A new initiative to help explain how AHDB Recommended List trials are managed and some of the processes behind them is underway. CPM reports.

“We aim to give RL users greater confidence in the data and a better understanding of why we take certain approaches.” PAUL GOSLING

By Mike Abram

It’s a well-oiled machine but behind the scenes there’s a considerable amount of work involved in managing the process required to deliver each year’s AHDB Recommended Lists (RL), which cover recommended, described and candidate varieties.

Nearly 25,000 individual trial plots are drilled, assessed and harvested each season to provide the annually updated variety data for 11 crops. But despite delivering independent variety information since 1944, the processes behind the RL remain somewhat a mystery to most levy payers. Indeed, the most recent RL review from the beginning of 2023 saw around 75% of levy payers asking for more information about variety trials including how they operate and how recommendation decisions are made, explains AHDB RL manager, Paul Gosling.

That’s led to a new initiative where using one specific trial in Terrington, Norfolk as a backdrop, AHDB is going behind the scenes to tell the story of how a RL trial is delivered and the procedures involved.

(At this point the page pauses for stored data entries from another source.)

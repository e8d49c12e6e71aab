use tracing::level_filters::LevelFilter;
use tracing_subscriber::{
    EnvFilter, filter::Targets, fmt, prelude::__tracing_subscriber_SubscriberExt,
    util::SubscriberInitExt,
};

const APP_TARGET: &str = "subconv";

/// Target filter for the converter's own spans and events. Everything is
/// silent unless `verbose`; the fallback-rate notice is printed separately.
fn app_targets(verbose: bool) -> Targets {
    let level = if verbose {
        LevelFilter::DEBUG
    } else {
        LevelFilter::OFF
    };
    Targets::new().with_target(APP_TARGET, level)
}

/// `RUST_LOG` wins when set, otherwise the verbosity decides.
fn env_filter(verbose: bool) -> EnvFilter {
    EnvFilter::try_from_default_env()
        .unwrap_or_else(|_| EnvFilter::new(if verbose { "debug" } else { "off" }))
}

/// Installs the global subscriber. Output goes to stderr so it never mixes
/// with the summary printed on stdout.
pub fn init_logging(verbose: bool) {
    tracing_subscriber::registry()
        .with(
            fmt::layer()
                .pretty()
                .without_time()
                .with_writer(std::io::stderr),
        )
        .with(app_targets(verbose))
        .with(env_filter(verbose))
        .init();
}
//! Currency conversion abstractions

use anyhow::Result;
use async_trait::async_trait;
use console::style;
use tracing::{debug, warn};

#[async_trait]
pub trait ExchangeRateProvider: Send + Sync {
    async fn get_rate(&self, from: &str, to: &str) -> Result<f64>;
}

/// Asks `provider` once for the USD to EUR rate. Any failure is reported on
/// stderr and replaced with `fallback`, so the caller always gets a rate.
/// `on_fetched` runs as soon as the request settles, before anything is printed.
pub async fn rate_or_fallback(
    provider: &dyn ExchangeRateProvider,
    fallback: f64,
    on_fetched: &(dyn Fn() + Sync),
) -> f64 {
    let fetched = provider.get_rate("USD", "EUR").await;
    on_fetched();

    match fetched {
        Ok(rate) => {
            debug!(rate, "Using live exchange rate");
            rate
        }
        Err(e) => {
            warn!(error = %e, fallback, "Exchange rate fetch failed");
            eprintln!(
                "{}",
                style("Failed to fetch exchange rate").red().for_stderr()
            );
            fallback
        }
    }
}
//! Client for the sessionclean daemon socket.
//!
//! The daemon is the only writer; the CLI never opens the store itself.

use serde::de::DeserializeOwned;
use serde_json::Value;
use std::env;
use std::io::{Read, Write};
use std::os::unix::net::UnixStream;
use std::path::PathBuf;
use std::time::Duration;

use sessionclean_daemon_protocol::{Method, Request, Response, MAX_REQUEST_BYTES};

const SOCKET_ENV: &str = "SESSIONCLEAN_DAEMON_SOCKET";
const WRITE_TIMEOUT_MS: u64 = 2_000;
/// Applying a large batch moves every file to the trash before replying.
const READ_TIMEOUT_SECS: u64 = 180;

pub struct DaemonClient {
    socket: PathBuf,
    read_timeout: Duration,
}

impl DaemonClient {
    pub fn new(socket: PathBuf) -> Self {
        Self {
            socket,
            read_timeout: Duration::from_secs(READ_TIMEOUT_SECS),
        }
    }

    /// Uses `$SESSIONCLEAN_DAEMON_SOCKET`, else the app directory's socket.
    pub fn from_env() -> Result<Self, String> {
        if let Some(path) = env::var_os(SOCKET_ENV).filter(|value| !value.is_empty()) {
            return Ok(Self::new(PathBuf::from(path)));
        }
        sessionclean_core::socket_path()
            .map(Self::new)
            .map_err(|err| err.to_string())
    }

    #[cfg(test)]
    fn with_read_timeout(mut self, timeout: Duration) -> Self {
        self.read_timeout = timeout;
        self
    }

    /// Sends one request and decodes the `data` payload of a successful reply.
    pub fn call<T: DeserializeOwned>(&self, method: Method, params: Option<Value>) -> Result<T, String> {
        let response = self.send_request(Request::new(method, params))?;
        if !response.ok {
            return Err(response
                .error
                .map(|err| format!("{}: {}", err.code, err.message))
                .unwrap_or_else(|| "Unknown daemon error".to_string()));
        }
        serde_json::from_value(response.data.unwrap_or(Value::Null))
            .map_err(|err| format!("Unexpected daemon payload for {:?}: {}", method, err))
    }

    fn send_request(&self, request: Request) -> Result<Response, String> {
        let mut stream = UnixStream::connect(&self.socket).map_err(|err| {
            format!(
                "Failed to connect to daemon socket {}: {} (is sessionclean-daemon running?)",
                self.socket.display(),
                err
            )
        })?;
        let _ = stream.set_read_timeout(Some(self.read_timeout));
        let _ = stream.set_write_timeout(Some(Duration::from_millis(WRITE_TIMEOUT_MS)));

        serde_json::to_writer(&mut stream, &request)
            .map_err(|err| format!("Failed to write request: {}", err))?;
        stream
            .write_all(b"\n")
            .map_err(|err| format!("Failed to flush request: {}", err))?;
        stream.flush().ok();

        read_response(&mut stream)
    }
}

fn read_response(stream: &mut UnixStream) -> Result<Response, String> {
    let mut buffer = Vec::new();
    let mut chunk = [0u8; 4096];

    loop {
        match stream.read(&mut chunk) {
            Ok(0) => break,
            Ok(n) => {
                buffer.extend_from_slice(&chunk[..n]);
                if buffer.len() > MAX_REQUEST_BYTES {
                    return Err("Response exceeded maximum size".to_string());
                }
                if chunk[..n].contains(&b'\n') {
                    break;
                }
            }
            Err(err)
                if matches!(
                    err.kind(),
                    std::io::ErrorKind::WouldBlock | std::io::ErrorKind::TimedOut
                ) =>
            {
                return Err("Timed out waiting for daemon response".to_string());
            }
            Err(err) => return Err(format!("Failed to read response: {}", err)),
        }
    }

    let response_bytes = match buffer.iter().position(|b| *b == b'\n') {
        Some(index) => &buffer[..index],
        None => buffer.as_slice(),
    };
    if response_bytes.is_empty() {
        return Err("Daemon response was empty".to_string());
    }

    serde_json::from_slice(response_bytes)
        .map_err(|err| format!("Failed to parse response JSON: {}", err))
}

This includes releasing blogs and videos from the site during the season to provide regular updates and information about its progress. “We aim to give RL users greater confidence in the data and a better understanding of why we take certain approaches and decisions,” says Paul.

The starting point of RL trials is a face-to-face meeting of the relevant RL Crop Committee in the summer before the season, he adds. Consisting of farmers, agronomists and representatives from key trade bodies such as breeders, millers, maltsters, and whisky producers, and independent technical experts, this is where breeders’ data from the GB and NI Variety Lists (VL) trials for a new variety are presented and debated. “There are two years of breeders’ trials for cereals before a variety can be submitted for recommendation. Our crop committees look at the data provided by the breeder and decide which should be selected to be a candidate.”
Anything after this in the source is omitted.